(Records for this task)

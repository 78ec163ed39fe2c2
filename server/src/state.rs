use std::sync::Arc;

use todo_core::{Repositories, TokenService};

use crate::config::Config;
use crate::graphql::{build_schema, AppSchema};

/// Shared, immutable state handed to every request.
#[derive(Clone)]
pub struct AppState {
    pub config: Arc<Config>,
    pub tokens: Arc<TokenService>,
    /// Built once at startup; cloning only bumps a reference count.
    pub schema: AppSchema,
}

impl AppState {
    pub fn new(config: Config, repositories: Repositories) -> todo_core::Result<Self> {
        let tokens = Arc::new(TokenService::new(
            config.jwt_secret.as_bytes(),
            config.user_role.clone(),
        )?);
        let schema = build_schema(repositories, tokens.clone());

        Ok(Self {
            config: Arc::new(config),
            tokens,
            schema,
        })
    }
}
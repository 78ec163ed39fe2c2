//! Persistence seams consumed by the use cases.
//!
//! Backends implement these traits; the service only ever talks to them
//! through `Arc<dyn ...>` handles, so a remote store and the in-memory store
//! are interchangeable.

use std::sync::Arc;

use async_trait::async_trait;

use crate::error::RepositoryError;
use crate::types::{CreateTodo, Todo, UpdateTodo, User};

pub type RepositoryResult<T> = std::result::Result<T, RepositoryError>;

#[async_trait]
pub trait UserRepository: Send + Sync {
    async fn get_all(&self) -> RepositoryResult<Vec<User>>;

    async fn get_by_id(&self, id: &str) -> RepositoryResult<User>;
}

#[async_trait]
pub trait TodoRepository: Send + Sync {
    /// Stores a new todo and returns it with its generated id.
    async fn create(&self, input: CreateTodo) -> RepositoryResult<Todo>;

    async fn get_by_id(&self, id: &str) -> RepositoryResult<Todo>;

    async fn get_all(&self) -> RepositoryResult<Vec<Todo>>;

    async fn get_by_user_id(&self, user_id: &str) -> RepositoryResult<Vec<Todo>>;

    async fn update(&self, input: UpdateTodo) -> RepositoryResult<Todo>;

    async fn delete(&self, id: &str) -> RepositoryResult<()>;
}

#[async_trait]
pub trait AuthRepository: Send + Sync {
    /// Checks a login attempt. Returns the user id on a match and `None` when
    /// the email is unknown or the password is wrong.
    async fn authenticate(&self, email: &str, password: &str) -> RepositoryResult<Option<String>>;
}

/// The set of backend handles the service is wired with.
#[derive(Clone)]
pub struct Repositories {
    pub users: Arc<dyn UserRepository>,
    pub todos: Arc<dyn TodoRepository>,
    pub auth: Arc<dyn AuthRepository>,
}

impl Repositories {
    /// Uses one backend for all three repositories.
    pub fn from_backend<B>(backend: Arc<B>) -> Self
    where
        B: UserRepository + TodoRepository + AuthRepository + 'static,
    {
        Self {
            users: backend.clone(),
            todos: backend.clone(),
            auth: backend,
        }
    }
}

(End Records for this task)

Task to carry out
Send back all of the entries exactly, with nothing missing.

Exercise output
repository 78ec163ed39fe2c2
filename server/src/state.rs
use std::sync::Arc;

use todo_core::{Repositories, TokenService};

use crate::config::Config;
use crate::graphql::{build_schema, AppSchema};

/// Shared, immutable state handed to every request.
#[derive(Clone)]
pub struct AppState {
    pub config: Arc<Config>,
    pub tokens: Arc<TokenService>,
    /// Built once at startup; cloning only bumps a reference count.
    pub schema: AppSchema,
}

impl AppState {
    pub fn new(config: Config, repositories: Repositories) -> todo_core::Result<Self> {
        let tokens = Arc::new(TokenService::new(
            config.jwt_secret.as_bytes(),
            config.user_role.clone(),
        )?);
        let schema = build_schema(repositories, tokens.clone());

        Ok(Self {
            config: Arc::new(config),
            tokens,
            schema,
        })
    }
}
repository 78ec163ed39fe2c2
//! Persistence seams consumed by the use cases.
//!
//! Backends implement these traits; the service only ever talks to them
//! through `Arc<dyn ...>` handles, so a remote store and the in-memory store
//! are interchangeable.

use std::sync::Arc;

use async_trait::async_trait;

use crate::error::RepositoryError;
use crate::types::{CreateTodo, Todo, UpdateTodo, User};

pub type RepositoryResult<T> = std::result::Result<T, RepositoryError>;

#[async_trait]
pub trait UserRepository: Send + Sync {
    async fn get_all(&self) -> RepositoryResult<Vec<User>>;

    async fn get_by_id(&self, id: &str) -> RepositoryResult<User>;
}

#[async_trait]
pub trait TodoRepository: Send + Sync {
    /// Stores a new todo and returns it with its generated id.
    async fn create(&self, input: CreateTodo) -> RepositoryResult<Todo>;

    async fn get_by_id(&self, id: &str) -> RepositoryResult<Todo>;

    async fn get_all(&self) -> RepositoryResult<Vec<Todo>>;

    async fn get_by_user_id(&self, user_id: &str) -> RepositoryResult<Vec<Todo>>;

    async fn update(&self, input: UpdateTodo) -> RepositoryResult<Todo>;

    async fn delete(&self, id: &str) -> RepositoryResult<()>;
}

#[async_trait]
pub trait AuthRepository: Send + Sync {
    /// Checks a login attempt. Returns the user id on a match and `None` when
    /// the email is unknown or the password is wrong.
    async fn authenticate(&self, email: &str, password: &str) -> RepositoryResult<Option<String>>;
}

/// The set of backend handles the service is wired with.
#[derive(Clone)]
pub struct Repositories {
    pub users: Arc<dyn UserRepository>,
    pub todos: Arc<dyn TodoRepository>,
    pub auth: Arc<dyn AuthRepository>,
}

impl Repositories {
    /// Uses one backend for all three repositories.
    pub fn from_backend<B>(backend: Arc<B>) -> Self
    where
        B: UserRepository + TodoRepository + AuthRepository + 'static,
    {
        Self {
            users: backend.clone(),
            todos: backend.clone(),
            auth: backend,
        }
    }
}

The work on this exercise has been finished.